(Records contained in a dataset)
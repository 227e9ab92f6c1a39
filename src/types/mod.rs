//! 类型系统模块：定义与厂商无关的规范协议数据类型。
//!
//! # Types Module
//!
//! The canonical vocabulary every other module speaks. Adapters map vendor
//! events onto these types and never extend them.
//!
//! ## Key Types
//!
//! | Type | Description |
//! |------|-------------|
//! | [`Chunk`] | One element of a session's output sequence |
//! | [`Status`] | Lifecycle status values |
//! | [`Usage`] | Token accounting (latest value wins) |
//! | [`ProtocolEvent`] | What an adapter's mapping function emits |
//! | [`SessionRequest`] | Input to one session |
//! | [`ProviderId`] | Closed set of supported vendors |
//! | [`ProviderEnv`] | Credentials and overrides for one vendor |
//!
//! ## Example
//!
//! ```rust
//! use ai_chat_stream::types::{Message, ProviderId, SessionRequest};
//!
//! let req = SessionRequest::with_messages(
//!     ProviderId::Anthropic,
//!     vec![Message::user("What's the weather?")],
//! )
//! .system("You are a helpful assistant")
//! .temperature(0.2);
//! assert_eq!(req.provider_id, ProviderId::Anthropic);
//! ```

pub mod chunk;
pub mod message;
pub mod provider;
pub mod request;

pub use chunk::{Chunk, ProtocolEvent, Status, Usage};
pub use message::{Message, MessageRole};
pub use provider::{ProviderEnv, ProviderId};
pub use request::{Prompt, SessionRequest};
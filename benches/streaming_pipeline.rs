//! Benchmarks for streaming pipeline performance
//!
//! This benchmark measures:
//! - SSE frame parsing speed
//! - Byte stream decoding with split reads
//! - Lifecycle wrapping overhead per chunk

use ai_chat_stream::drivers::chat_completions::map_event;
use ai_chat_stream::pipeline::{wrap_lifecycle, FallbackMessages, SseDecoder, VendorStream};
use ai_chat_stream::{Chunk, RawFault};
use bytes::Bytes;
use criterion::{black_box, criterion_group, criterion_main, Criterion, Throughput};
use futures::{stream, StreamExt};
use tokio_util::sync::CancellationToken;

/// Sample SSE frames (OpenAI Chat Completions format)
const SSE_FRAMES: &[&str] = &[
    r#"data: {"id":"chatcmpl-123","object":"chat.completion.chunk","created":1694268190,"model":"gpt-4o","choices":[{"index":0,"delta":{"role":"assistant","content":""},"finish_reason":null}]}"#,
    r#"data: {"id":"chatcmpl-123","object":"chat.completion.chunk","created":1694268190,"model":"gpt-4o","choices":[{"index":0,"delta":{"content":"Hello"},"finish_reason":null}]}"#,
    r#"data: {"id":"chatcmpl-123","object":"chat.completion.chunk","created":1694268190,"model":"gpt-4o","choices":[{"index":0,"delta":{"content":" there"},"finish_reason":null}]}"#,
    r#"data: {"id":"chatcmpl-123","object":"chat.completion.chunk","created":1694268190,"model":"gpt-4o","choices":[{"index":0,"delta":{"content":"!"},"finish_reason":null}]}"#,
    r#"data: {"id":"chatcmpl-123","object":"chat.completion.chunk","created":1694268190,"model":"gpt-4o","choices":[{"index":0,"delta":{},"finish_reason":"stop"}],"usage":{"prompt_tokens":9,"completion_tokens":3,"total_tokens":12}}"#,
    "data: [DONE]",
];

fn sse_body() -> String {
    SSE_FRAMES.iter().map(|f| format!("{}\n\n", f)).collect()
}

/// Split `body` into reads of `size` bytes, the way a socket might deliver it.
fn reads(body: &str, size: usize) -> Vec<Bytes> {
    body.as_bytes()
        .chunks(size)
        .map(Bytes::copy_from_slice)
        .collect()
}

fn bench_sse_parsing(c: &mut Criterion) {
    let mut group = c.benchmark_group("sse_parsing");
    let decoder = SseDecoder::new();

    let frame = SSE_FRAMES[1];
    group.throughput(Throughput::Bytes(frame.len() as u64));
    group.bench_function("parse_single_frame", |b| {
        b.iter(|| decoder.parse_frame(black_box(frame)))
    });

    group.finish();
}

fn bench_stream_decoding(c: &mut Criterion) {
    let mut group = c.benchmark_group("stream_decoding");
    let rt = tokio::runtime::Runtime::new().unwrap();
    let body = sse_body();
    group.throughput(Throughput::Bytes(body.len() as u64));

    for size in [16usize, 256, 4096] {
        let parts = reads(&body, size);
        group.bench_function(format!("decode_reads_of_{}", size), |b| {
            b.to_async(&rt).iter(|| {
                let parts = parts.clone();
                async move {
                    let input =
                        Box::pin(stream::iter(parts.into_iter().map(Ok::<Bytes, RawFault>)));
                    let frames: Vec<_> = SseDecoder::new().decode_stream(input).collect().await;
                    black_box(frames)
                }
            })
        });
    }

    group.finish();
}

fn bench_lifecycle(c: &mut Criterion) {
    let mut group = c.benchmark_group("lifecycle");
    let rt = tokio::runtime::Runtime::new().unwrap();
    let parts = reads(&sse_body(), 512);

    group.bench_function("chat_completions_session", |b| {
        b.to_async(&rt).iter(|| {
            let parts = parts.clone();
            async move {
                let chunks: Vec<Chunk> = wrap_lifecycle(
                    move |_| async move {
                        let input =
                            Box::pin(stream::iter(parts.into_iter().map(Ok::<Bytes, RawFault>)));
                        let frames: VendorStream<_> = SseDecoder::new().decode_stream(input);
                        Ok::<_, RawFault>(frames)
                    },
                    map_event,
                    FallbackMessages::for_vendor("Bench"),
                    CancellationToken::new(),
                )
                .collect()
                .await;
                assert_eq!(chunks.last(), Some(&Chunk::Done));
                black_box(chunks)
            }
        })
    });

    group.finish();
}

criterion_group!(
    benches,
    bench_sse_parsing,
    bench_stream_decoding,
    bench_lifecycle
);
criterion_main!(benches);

...

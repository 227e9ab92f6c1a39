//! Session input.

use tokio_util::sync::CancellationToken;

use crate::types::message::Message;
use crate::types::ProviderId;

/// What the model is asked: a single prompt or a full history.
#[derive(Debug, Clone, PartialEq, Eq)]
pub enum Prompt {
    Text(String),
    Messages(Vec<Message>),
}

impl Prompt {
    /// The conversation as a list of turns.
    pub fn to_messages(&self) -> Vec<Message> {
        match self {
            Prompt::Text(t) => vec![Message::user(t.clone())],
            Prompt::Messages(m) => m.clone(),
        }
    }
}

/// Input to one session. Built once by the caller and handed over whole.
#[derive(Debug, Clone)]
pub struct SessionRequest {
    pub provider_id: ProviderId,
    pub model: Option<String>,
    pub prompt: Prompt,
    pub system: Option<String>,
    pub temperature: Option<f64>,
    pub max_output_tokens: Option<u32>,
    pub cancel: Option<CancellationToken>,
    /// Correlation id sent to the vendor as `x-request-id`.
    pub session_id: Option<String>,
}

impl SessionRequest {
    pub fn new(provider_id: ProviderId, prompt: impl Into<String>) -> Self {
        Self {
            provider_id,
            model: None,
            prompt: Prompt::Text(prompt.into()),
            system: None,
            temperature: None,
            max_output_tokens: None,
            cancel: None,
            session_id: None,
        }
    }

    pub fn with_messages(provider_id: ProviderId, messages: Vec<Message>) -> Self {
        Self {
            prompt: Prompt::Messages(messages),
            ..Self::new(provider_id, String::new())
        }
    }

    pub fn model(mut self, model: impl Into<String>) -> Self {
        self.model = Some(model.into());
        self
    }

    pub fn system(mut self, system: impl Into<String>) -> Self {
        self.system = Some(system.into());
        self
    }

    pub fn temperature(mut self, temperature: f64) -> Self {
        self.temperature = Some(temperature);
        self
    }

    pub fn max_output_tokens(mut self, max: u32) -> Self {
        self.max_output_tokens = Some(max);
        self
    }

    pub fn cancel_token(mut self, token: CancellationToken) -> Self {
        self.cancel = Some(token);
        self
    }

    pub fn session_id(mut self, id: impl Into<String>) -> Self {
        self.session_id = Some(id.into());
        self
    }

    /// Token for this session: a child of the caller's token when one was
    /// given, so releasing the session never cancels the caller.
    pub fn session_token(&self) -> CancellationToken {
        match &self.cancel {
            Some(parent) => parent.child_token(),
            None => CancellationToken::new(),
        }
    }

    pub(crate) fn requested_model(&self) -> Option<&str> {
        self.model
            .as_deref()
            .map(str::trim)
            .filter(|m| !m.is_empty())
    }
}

[Prompt] Read through the entries above, and wherever a line holds the string "move", copy it.

[Exercise answer]
                async move {
            async move {
                    move |_| async move {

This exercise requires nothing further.